1949’da Türkiye’nin nüfusu şimdiki İstanbul nüfusu kadar bile değildi.
Bugün söylenenler 2. Dünya Savaşı sonrasında Avrupa ve Amerika’nın İslam politikasını kavrayamayan ve hesap bilmeyenlerin gevezelikleridir. Anadolu’nun da az okumuş köylüsü büyük kentler yığılınca, aydın burjuva olmadı.

*

Türkler Doğu Roma’nın mirasçısı oldular.
Fatih bir Müslüman olarak değil, bir imparatorluk varisi olarak davrandı. Tuna’ya kadar uzanan topraklardaki bütün toplulukları, din, dil ve ırklarını gözetmeden imparatorluğun vatandaşları yaptı.

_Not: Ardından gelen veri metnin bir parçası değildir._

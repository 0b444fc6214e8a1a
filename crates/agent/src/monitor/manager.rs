#![forbid(unsafe_code)]

use crate::monitor::{MonitorOptions, ProcessSnapshot, Subscriber, DEFAULT_POLL_INTERVAL};
use crate::sensing::ProcessSource;
use futures::FutureExt;
use serde::Serialize;
use std::panic::AssertUnwindSafe;
use std::sync::atomic::{AtomicBool, AtomicU32, AtomicU64, Ordering};
use std::sync::{Arc, PoisonError, RwLock};
use std::time::{Duration, SystemTime, UNIX_EPOCH};
use tokio::sync::mpsc;
use tokio::sync::Notify;
use tokio::task::JoinHandle;
use tokio::time::MissedTickBehavior;
use tokio_util::sync::CancellationToken;
use tracing::{error, info, warn};

/// Point-in-time diagnostic view of the monitoring subsystem.
#[derive(Debug, Clone, Serialize)]
pub struct HealthStatus {
    pub is_healthy: bool,
    pub last_tick_time: Option<SystemTime>,
    pub consecutive_failures: u32,
    pub subscriber_count: usize,
}

/// Owns the polling clock, fans snapshots out to subscribers and supervises
/// the loop so a fault in one tick cannot kill monitoring permanently.
///
/// Created once at startup and passed around as an explicit `Arc` handle;
/// components that need to trigger a reset (e.g. a history wipe) hold the
/// handle instead of reaching for process-global state.
pub struct MonitoringManager {
    inner: Arc<Inner>,
    supervisor: tokio::sync::Mutex<Option<JoinHandle<()>>>,
}

struct Inner {
    source: Arc<dyn ProcessSource>,
    subscribers: RwLock<Vec<Arc<dyn Subscriber>>>,
    poll_interval: Duration,
    restart_delay: Duration,
    restart_max_retries: u32,
    running: AtomicBool,
    consecutive_failures: AtomicU32,
    /// Milliseconds since the epoch; zero means no tick has completed yet.
    last_tick_ms: AtomicU64,
    cancel: std::sync::Mutex<CancellationToken>,
    push_tx: mpsc::Sender<ProcessSnapshot>,
    push_rx: tokio::sync::Mutex<mpsc::Receiver<ProcessSnapshot>>,
    reset_notify: Notify,
}

impl MonitoringManager {
    pub fn new(source: Arc<dyn ProcessSource>, options: MonitorOptions) -> Self {
        let poll_interval = if options.poll_interval.is_zero() {
            DEFAULT_POLL_INTERVAL
        } else {
            options.poll_interval
        };
        let (push_tx, push_rx) = mpsc::channel(1);
        Self {
            inner: Arc::new(Inner {
                source,
                subscribers: RwLock::new(Vec::new()),
                poll_interval,
                restart_delay: options.restart_delay,
                restart_max_retries: options.restart_max_retries.max(1),
                running: AtomicBool::new(false),
                consecutive_failures: AtomicU32::new(0),
                last_tick_ms: AtomicU64::new(0),
                cancel: std::sync::Mutex::new(CancellationToken::new()),
                push_tx,
                push_rx: tokio::sync::Mutex::new(push_rx),
                reset_notify: Notify::new(),
            }),
            supervisor: tokio::sync::Mutex::new(None),
        }
    }

    /// Append a subscriber to the fan-out list. Registration happens during
    /// setup, before [`start`](Self::start).
    pub fn register_subscriber(&self, subscriber: Arc<dyn Subscriber>) {
        if self.inner.running.load(Ordering::SeqCst) {
            warn!(
                subscriber = subscriber.name(),
                "subscriber registered while monitoring is running"
            );
        }
        self.inner
            .subscribers
            .write()
            .unwrap_or_else(PoisonError::into_inner)
            .push(subscriber);
    }

    /// Launch the supervised polling loop. A no-op when already running.
    pub async fn start(&self) {
        if self.inner.running.swap(true, Ordering::SeqCst) {
            info!("monitoring already running, skipping start");
            return;
        }

        let cancel = CancellationToken::new();
        *self
            .inner
            .cancel
            .lock()
            .unwrap_or_else(PoisonError::into_inner) = cancel.clone();

        let inner = self.inner.clone();
        let handle = tokio::spawn(supervise(inner, cancel));
        *self.supervisor.lock().await = Some(handle);
    }

    /// Stop the polling loop and block until it has fully terminated. No tick
    /// is in flight once this returns.
    pub async fn stop(&self) {
        if !self.inner.running.load(Ordering::SeqCst) {
            return;
        }

        self.inner
            .cancel
            .lock()
            .unwrap_or_else(PoisonError::into_inner)
            .cancel();

        if let Some(handle) = self.supervisor.lock().await.take() {
            let _ = handle.await;
        }
        self.inner.running.store(false, Ordering::SeqCst);
        info!("monitoring stopped");
    }

    /// Clear in-memory session state on every subscriber that carries any.
    /// Used after a privileged history wipe; persisted history is untouched.
    pub async fn reset(&self) {
        info!("reset signal received");
        self.inner.reset_subscribers().await;
    }

    /// Queue a reset to be handled by the loop between ticks.
    pub fn signal_reset(&self) {
        self.inner.reset_notify.notify_one();
    }

    /// Hand the loop an externally produced snapshot (ad-hoc trigger).
    /// Dropped when a pushed snapshot is already pending.
    pub fn push_snapshot(&self, snapshot: ProcessSnapshot) {
        if self.inner.push_tx.try_send(snapshot).is_err() {
            warn!("pushed snapshot dropped, channel full or loop gone");
        }
    }

    pub fn health_check(&self) -> HealthStatus {
        let last_tick_ms = self.inner.last_tick_ms.load(Ordering::SeqCst);
        HealthStatus {
            is_healthy: self.inner.running.load(Ordering::SeqCst),
            last_tick_time: (last_tick_ms > 0)
                .then(|| UNIX_EPOCH + Duration::from_millis(last_tick_ms)),
            consecutive_failures: self.inner.consecutive_failures.load(Ordering::SeqCst),
            subscriber_count: self
                .inner
                .subscribers
                .read()
                .unwrap_or_else(PoisonError::into_inner)
                .len(),
        }
    }
}

/// Relaunches the loop task after a panic, up to the retry budget. The loop
/// task is the fault boundary: a panic anywhere in a tick surfaces here as a
/// join error instead of taking the runtime down.
async fn supervise(inner: Arc<Inner>, cancel: CancellationToken) {
    loop {
        let loop_task = tokio::spawn(run_loop(inner.clone(), cancel.clone()));
        match loop_task.await {
            Ok(()) => return,
            Err(err) if err.is_panic() => {
                let failures = inner.consecutive_failures.fetch_add(1, Ordering::SeqCst) + 1;
                if failures >= inner.restart_max_retries {
                    error!(
                        failures,
                        max_retries = inner.restart_max_retries,
                        "monitoring loop crashed, retry budget exhausted, giving up"
                    );
                    inner.running.store(false, Ordering::SeqCst);
                    return;
                }

                warn!(
                    failures,
                    max_retries = inner.restart_max_retries,
                    delay = ?inner.restart_delay,
                    "monitoring loop crashed, restarting"
                );
                tokio::select! {
                    _ = cancel.cancelled() => {
                        inner.running.store(false, Ordering::SeqCst);
                        return;
                    }
                    _ = tokio::time::sleep(inner.restart_delay) => {}
                }
            }
            Err(_) => return,
        }
    }
}

async fn run_loop(inner: Arc<Inner>, cancel: CancellationToken) {
    let start = tokio::time::Instant::now() + inner.poll_interval;
    let mut ticker = tokio::time::interval_at(start, inner.poll_interval);
    ticker.set_missed_tick_behavior(MissedTickBehavior::Skip);

    // Only the loop consumes pushed snapshots; the guard is held for the
    // loop's lifetime and released when the task ends, panicked or not.
    let mut push_rx = inner.push_rx.lock().await;

    info!(interval = ?inner.poll_interval, "monitoring loop started");
    loop {
        tokio::select! {
            _ = cancel.cancelled() => {
                info!("monitoring loop stopping");
                return;
            }
            Some(snapshot) = push_rx.recv() => {
                inner.notify_subscribers(&snapshot).await;
            }
            _ = inner.reset_notify.notified() => {
                inner.reset_subscribers().await;
            }
            _ = ticker.tick() => {
                inner.capture_and_notify().await;
            }
        }
    }
}

impl Inner {
    async fn capture_and_notify(&self) {
        let processes = match self.source.list_processes() {
            Ok(processes) => processes,
            Err(err) => {
                // Soft failure: skip this tick, do not touch the retry budget.
                warn!(%err, "failed to capture process snapshot");
                return;
            }
        };

        let now = SystemTime::now();
        self.last_tick_ms.store(epoch_millis(now), Ordering::SeqCst);
        self.consecutive_failures.store(0, Ordering::SeqCst);

        let snapshot = ProcessSnapshot {
            processes,
            timestamp: now,
        };
        self.notify_subscribers(&snapshot).await;
    }

    async fn notify_subscribers(&self, snapshot: &ProcessSnapshot) {
        let subscribers = self
            .subscribers
            .read()
            .unwrap_or_else(PoisonError::into_inner)
            .clone();

        for subscriber in subscribers {
            let handled = AssertUnwindSafe(subscriber.on_snapshot(snapshot))
                .catch_unwind()
                .await;
            if handled.is_err() {
                error!(
                    subscriber = subscriber.name(),
                    "subscriber panicked while handling snapshot"
                );
            }
        }
    }

    async fn reset_subscribers(&self) {
        let subscribers = self
            .subscribers
            .read()
            .unwrap_or_else(PoisonError::into_inner)
            .clone();

        for subscriber in subscribers {
            subscriber.reset().await;
        }
    }
}

fn epoch_millis(time: SystemTime) -> u64 {
    time.duration_since(UNIX_EPOCH)
        .map(|d| d.as_millis() as u64)
        .unwrap_or(0)
}
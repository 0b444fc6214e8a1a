mod cli;

use agent::{
    ApiServer, ApiServices, BlocklistEnforcer, CachedProcessSource, IpcServer, MonitorOptions,
    MonitoringManager, SessionTracker, SqliteRepository, StoredHashVerifier, SysinfoKiller,
    SysinfoSource, WindowsRuleFilter,
};
use clap::Parser;
use cli::Cli;
use config::Config;
use std::sync::Arc;
use tokio::net::TcpListener;
use tokio_util::sync::CancellationToken;
use tracing::{debug, info, trace};
use tracing_subscriber::{layer::SubscriberExt, util::SubscriberInitExt, EnvFilter};

#[tokio::main]
async fn main() -> anyhow::Result<()> {
    let cli = Cli::parse();

    // The verbosity flag takes precedence over the environment variable for
    // log control; `APPWARDEN_LOG` can still set per-crate levels.
    let env_filter = EnvFilter::builder()
        .with_default_directive("sqlx=warn".parse()?)
        .with_env_var("APPWARDEN_LOG")
        .from_env()?
        .add_directive(cli.verbosity.log_level_filter().as_str().parse()?);

    let layer = tracing_subscriber::fmt::layer()
        .with_level(true)
        .with_file(false)
        .with_line_number(false);

    tracing_subscriber::registry()
        .with(layer)
        .with(env_filter)
        .init();

    // load config
    let mut config = match &cli.conffile {
        Some(path) => Config::load(path)?,
        _ => {
            let default_root = config::Storage::default().root;
            let mut candidates = glob::glob(
                &default_root.join("config.d").join("*.toml").display().to_string(),
            )?
            .filter_map(Result::ok)
            .collect::<Vec<_>>();
            candidates.insert(0, default_root.join("config.toml"));
            trace!(?candidates, "config file candidates");
            Config::load_multiple(candidates)?
        }
    };
    if let Some(listen) = &cli.listen {
        config.ipc.listen_addr = listen.clone();
    }
    debug!(?config, ?cli);

    // process sensing, shared by the polling loop and the session tracker
    let source = Arc::new(CachedProcessSource::new(
        Arc::new(SysinfoSource::new()),
        config.engine.source_cache_ttl,
    ));

    let repo = Arc::new(SqliteRepository::new(config.storage.database_path()).await?);
    let blocklist = Arc::new(agent::JsonBlocklistStore::new(config.storage.blocklist_path()));

    let manager = Arc::new(MonitoringManager::new(
        source.clone(),
        MonitorOptions::from(&config.engine),
    ));

    let tracker = Arc::new(SessionTracker::new(
        repo.clone(),
        Arc::new(WindowsRuleFilter::new()),
        source.clone(),
    ));
    tracker.initialize_from_database().await;
    manager.register_subscriber(tracker);

    manager.register_subscriber(Arc::new(BlocklistEnforcer::new(
        blocklist.clone(),
        Arc::new(SysinfoKiller::new()),
    )));

    manager.start().await;

    // control plane
    let shutdown = CancellationToken::new();
    let api = Arc::new(ApiServer::new(
        ApiServices {
            repo,
            blocklist,
            manager: manager.clone(),
            auth: Arc::new(StoredHashVerifier::new(config.auth.password_hash.clone())),
        },
        shutdown.clone(),
    ));

    let listener = TcpListener::bind(&config.ipc.listen_addr).await?;
    let ipc_handle = tokio::spawn(IpcServer::new(api).serve(listener, shutdown.clone()));

    tokio::select! {
        _ = shutdown.cancelled() => {
            info!("shutdown requested over ipc");
        }
        _ = tokio::signal::ctrl_c() => {
            info!("interrupt received, shutting down");
            shutdown.cancel();
        }
    }

    manager.stop().await;
    ipc_handle.await??;
    Ok(())
}
#[derive(Debug, thiserror::Error)]
pub enum Error {
    #[error("Failed to enumerate processes: {0}")]
    ProcessEnumeration(String),

    #[error("Failed to terminate process {pid}")]
    ProcessTerminate { pid: u32 },

    #[error("Failed to parse JSON: {0}")]
    Json(#[from] serde_json::Error),

    #[error("Database error: {0}")]
    Database(#[from] sqlx::Error),

    #[error("Database migration failed: {0}")]
    Migrate(#[from] sqlx::migrate::MigrateError),

    #[error("Failed to read file: {0}")]
    Io(#[from] std::io::Error),

    #[error("Invalid password")]
    InvalidPassword,
}
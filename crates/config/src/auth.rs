use serde::{Deserialize, Serialize};

#[derive(Debug, Clone, Serialize, Deserialize, PartialEq, Eq, Default)]
pub struct Auth {
    /// Hex-encoded blake3 digest of the administrator password. When unset,
    /// password-gated operations are open.
    pub password_hash: Option<String>,
}
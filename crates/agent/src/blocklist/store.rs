#![forbid(unsafe_code)]

use crate::error::Error;
use std::path::PathBuf;

/// Administrator-maintained list of application names to terminate on sight.
/// Names are lowercased on load; membership checks are case-insensitive by
/// construction.
pub trait BlocklistStore: Send + Sync {
    fn load(&self) -> Result<Vec<String>, Error>;
    fn save(&self, names: &[String]) -> Result<(), Error>;
}

/// Blocklist stored as a JSON array of names in a single file. A missing
/// file reads as an empty list.
#[derive(Debug, Clone)]
pub struct JsonBlocklistStore {
    path: PathBuf,
}

impl JsonBlocklistStore {
    pub fn new(path: PathBuf) -> Self {
        Self { path }
    }
}

impl BlocklistStore for JsonBlocklistStore {
    fn load(&self) -> Result<Vec<String>, Error> {
        if !self.path.exists() {
            return Ok(Vec::new());
        }
        let text = std::fs::read_to_string(&self.path)?;
        let names: Vec<String> = serde_json::from_str(&text)?;
        Ok(names.into_iter().map(|name| name.to_lowercase()).collect())
    }

    fn save(&self, names: &[String]) -> Result<(), Error> {
        if let Some(parent) = self.path.parent() {
            std::fs::create_dir_all(parent)?;
        }
        let text = serde_json::to_string_pretty(names)?;
        std::fs::write(&self.path, text)?;
        Ok(())
    }
}

#[cfg(test)]
mod tests {
    use super::*;
    use tempfile::tempdir;

    #[test]
    fn missing_file_reads_as_empty() {
        let dir = tempdir().unwrap();
        let store = JsonBlocklistStore::new(dir.path().join("blocklist.json"));
        assert!(store.load().unwrap().is_empty());
    }

    #[test]
    fn names_are_lowercased_on_load() {
        let dir = tempdir().unwrap();
        let store = JsonBlocklistStore::new(dir.path().join("blocklist.json"));

        store
            .save(&["Steam.exe".to_string(), "game.exe".to_string()])
            .unwrap();
        let loaded = store.load().unwrap();
        assert_eq!(loaded, vec!["steam.exe".to_string(), "game.exe".to_string()]);
    }

    #[test]
    fn malformed_file_is_an_error() {
        let dir = tempdir().unwrap();
        let path = dir.path().join("blocklist.json");
        std::fs::write(&path, "not json").unwrap();

        let store = JsonBlocklistStore::new(path);
        assert!(store.load().is_err());
    }
}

Fetih ile Osmanlı’ya Avrupalı olma, Türk’ün göçerlikten çıkması, Türk dilinin bir büyük kültür dili olma şansı açılmıştı.
Sultan Cem, babasının yerine geçseydi belki bu gerçekleşebilirdi.
Uygarlık kapısı açılmadı.
Avrupa ekonomi, bilim ve sanata eğildi.
Biz asker kaldık.
Uygarlıkla din karıştı.
Sanat, bilim, felsefe, matematik, tıbba veda edildi.
Cumhuriyetin ilk 15 yılı bu karanlığı aydınlatan ışıktır.